Con riguardo alla privacy, la ricerca pone attenzione alle possibili minacce, ascrivibili in generale a:
- manipolazione dei dati di addestramento;
- sfruttamento delle vulnerabilità del modello;
- manipolazioni maliziose, modifiche o semplice interazione con i modelli per estrarre informazioni sensibili sulle persone rappresentate nei dati, sul modello stesso e comunque sul patrimonio informativo dell’organizzazione sotto mira.
Le azioni malevoli contro la privacy possono essere ad esempio essere focalizzati sulla ricostruzione/estrazione di dati personali dal sistema attaccato oppure avere finalità inferenziali sull’appartenenza di individui a determinati gruppi, eventualità che può avere connotazioni delicate ad es. se riguardano cluster di patologie o misure giudiziarie.
La privacy differenziale come soluzione di mitigazione
Come possibile linea di difesa viene proposta la privacy differenziale: semplificando, con la privacy differenziale si apportano modifiche arbitrarie ai dati individuali tali che le basi dati differenziali siano un argine rispetto ai dati originari e dalle statistiche “differenziali” non si possa ricavare se le informazioni di un particolare individuo sono state utilizzate nel calcolo.
Con riguardo alle minacce alla privacy afferente all’AI generativa, in linea con il citato “abuse”, il documento menziona il rischio di manipolazione del modello per indirizzarlo a fornire risposte sbagliate e chatbot tramite cui sono state veicolate informazioni sensibili o cronologie di chat oppure raccolte o divulgate informazioni personali in maniera subdola o non autorizzata.

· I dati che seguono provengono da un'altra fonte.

//! Exchange Web Services provider implementation.

use std::sync::{PoisonError, RwLock};

use freetime_core::CalendarEvent;
use tokio::sync::RwLock as TokioRwLock;
use tracing::{debug, info};

use crate::error::{ProviderError, ProviderResult};
use crate::provider::{BoxFuture, CalendarProvider, FetchOptions};

use super::client::EwsClient;
use super::config::EwsConfig;
use super::credentials::StoredCredentials;

const PROVIDER_NAME: &str = "ews";

/// Exchange Web Services calendar provider.
///
/// Uses the username and password stored by [`EwsProvider::authenticate`].
/// When no server is configured, the one saved with the credentials is used.
pub struct EwsProvider {
    config: EwsConfig,
    credentials: RwLock<Option<StoredCredentials>>,
    api_client: TokioRwLock<Option<EwsClient>>,
}

impl EwsProvider {
    /// Creates a new EWS provider, loading stored credentials if any.
    pub fn new(mut config: EwsConfig) -> ProviderResult<Self> {
        let credentials = match StoredCredentials::load(&config.credentials_path) {
            Ok(credentials) => credentials,
            Err(e) => {
                debug!("ignoring stored credentials: {}", e);
                None
            }
        };

        if config.server.trim().is_empty()
            && let Some(stored) = credentials.as_ref()
        {
            config.server = stored.server.clone();
        }
        config
            .validate()
            .map_err(|e| ProviderError::configuration(e).with_provider(PROVIDER_NAME))?;

        Ok(Self {
            config,
            credentials: RwLock::new(credentials),
            api_client: TokioRwLock::new(None),
        })
    }

    /// The server this provider talks to.
    pub fn server(&self) -> &str {
        &self.config.server
    }

    /// Checks the credentials against the server, then stores them.
    ///
    /// Nothing is written when the server rejects them.
    pub async fn authenticate(
        &self,
        username: impl Into<String>,
        password: impl Into<String>,
    ) -> ProviderResult<()> {
        let credentials = StoredCredentials::new(username, password, self.config.server.clone());
        let client = EwsClient::new(&self.config, &credentials)
            .map_err(|e| e.with_provider(PROVIDER_NAME))?;

        info!("verifying credentials against {}", client.endpoint());
        client
            .get_calendar_folder()
            .await
            .map_err(|e| e.with_provider(PROVIDER_NAME))?;

        credentials.save(&self.config.credentials_path)?;
        *self
            .credentials
            .write()
            .unwrap_or_else(PoisonError::into_inner) = Some(credentials);
        *self.api_client.write().await = Some(client);

        info!("credentials saved to {:?}", self.config.credentials_path);
        Ok(())
    }

    /// Returns the stored username, if any.
    pub fn username(&self) -> Option<String> {
        self.credentials
            .read()
            .unwrap_or_else(PoisonError::into_inner)
            .as_ref()
            .map(|c| c.username.clone())
    }

    async fn ensure_client(&self) -> ProviderResult<()> {
        if self.api_client.read().await.is_some() {
            return Ok(());
        }

        let credentials = self
            .credentials
            .read()
            .unwrap_or_else(PoisonError::into_inner)
            .clone()
            .filter(StoredCredentials::is_complete)
            .ok_or_else(|| {
                ProviderError::authentication("no stored Exchange credentials, run 'freetime auth'")
            })?;

        let client = EwsClient::new(&self.config, &credentials)?;
        *self.api_client.write().await = Some(client);
        Ok(())
    }

    async fn fetch_impl(&self, options: &FetchOptions) -> ProviderResult<Vec<CalendarEvent>> {
        self.ensure_client().await?;

        let (start, end) = options.utc_range();
        debug!("fetching calendar view from {} to {}", start, end);

        let client = self.api_client.read().await;
        let client = client
            .as_ref()
            .ok_or_else(|| ProviderError::internal("API client not available"))?;
        client
            .find_calendar_items(start, end, options.max_results)
            .await
    }
}

impl CalendarProvider for EwsProvider {
    fn name(&self) -> &str {
        PROVIDER_NAME
    }

    fn is_authenticated(&self) -> bool {
        self.credentials
            .read()
            .unwrap_or_else(PoisonError::into_inner)
            .as_ref()
            .is_some_and(StoredCredentials::is_complete)
    }

    fn fetch_events(
        &self,
        options: FetchOptions,
    ) -> BoxFuture<'_, ProviderResult<Vec<CalendarEvent>>> {
        Box::pin(async move {
            self.fetch_impl(&options)
                .await
                .map_err(|e| e.with_provider(PROVIDER_NAME))
        })
    }
}

#[cfg(test)]
mod tests {
    use super::*;
    use crate::ProviderErrorCode;
    use chrono::NaiveDate;

    #[test]
    fn provider_creation() {
        let dir = tempfile::tempdir().unwrap();
        let config = EwsConfig::new("mail.example.com", dir.path().join("ews.json"));
        let provider = EwsProvider::new(config).unwrap();
        assert_eq!(provider.name(), "ews");
        assert_eq!(provider.server(), "mail.example.com");
        assert!(!provider.is_authenticated());
        assert_eq!(provider.username(), None);
    }

    #[test]
    fn missing_server_is_a_configuration_error() {
        let dir = tempfile::tempdir().unwrap();
        let config = EwsConfig::new("", dir.path().join("ews.json"));
        let err = EwsProvider::new(config).err().unwrap();
        assert_eq!(err.code(), ProviderErrorCode::ConfigurationError);
        assert_eq!(err.provider(), Some("ews"));
    }

    #[test]
    fn server_falls_back_to_stored_credentials() {
        let dir = tempfile::tempdir().unwrap();
        let path = dir.path().join("ews.json");
        StoredCredentials::new("jdoe", "pw", "legacy.example.com")
            .save(&path)
            .unwrap();

        let provider = EwsProvider::new(EwsConfig::new("", &path)).unwrap();
        assert_eq!(provider.server(), "legacy.example.com");
        assert!(provider.is_authenticated());
        assert_eq!(provider.username().as_deref(), Some("jdoe"));
    }

    #[test]
    fn configured_server_wins() {
        let dir = tempfile::tempdir().unwrap();
        let path = dir.path().join("ews.json");
        StoredCredentials::new("jdoe", "pw", "old.example.com")
            .save(&path)
            .unwrap();

        let provider = EwsProvider::new(EwsConfig::new("new.example.com", &path)).unwrap();
        assert_eq!(provider.server(), "new.example.com");
    }

    #[tokio::test]
    async fn fetch_without_credentials_is_an_authentication_error() {
        let dir = tempfile::tempdir().unwrap();
        let config = EwsConfig::new("mail.example.com", dir.path().join("ews.json"));
        let provider = EwsProvider::new(config).unwrap();
        let day = NaiveDate::from_ymd_opt(2025, 3, 3).unwrap();

        let err = provider
            .fetch_events(FetchOptions::new(day, day))
            .await
            .unwrap_err();
        assert!(err.is_authentication());
        assert_eq!(err.provider(), Some("ews"));
    }

    #[tokio::test]
    async fn authenticate_rejects_empty_password_without_writing() {
        let dir = tempfile::tempdir().unwrap();
        let path = dir.path().join("ews.json");
        let provider = EwsProvider::new(EwsConfig::new("mail.example.com", &path)).unwrap();

        let err = provider.authenticate("jdoe", "").await.unwrap_err();
        assert!(err.is_authentication());
        assert!(!path.exists());
    }
}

Viena anche richiamata la questione ChatGPT e l’intervento – forse il primo, comunque che ha avuto rilievo internazionale, al mondo – del nostro Garante della scorsa primavera cui si è affiancata una task force dell’EDPB: ma questa è materia viva come certifica la recente notifica di violazione dei dati personali che, in esito all’istruttoria, ha formulato il Garante.
Conclusioni
Ma aldilà di come verrà risolta questa fattispecie, la questione testimonia una vicenda che per la sua natura trascende la sola OpenAI, riguarderà tutti noi, non solo in Europa.
Un punto di equilibrio non potranno essere l’AI Act in Europa o l’Executive order on Safe, Secure, and Trustworthy Artificial Intelligence del Presidente Biden negli USA.
Tenuto conto dei rapidi e articolati sviluppi dell’AI, come suggerito da Sam Altman, persona informata dei fatti, occorrerebbe pensare ad una agenzia internazionale per supervisionare l’AI, come a suo tempo fatto con l’AIEA per l’energia atomica.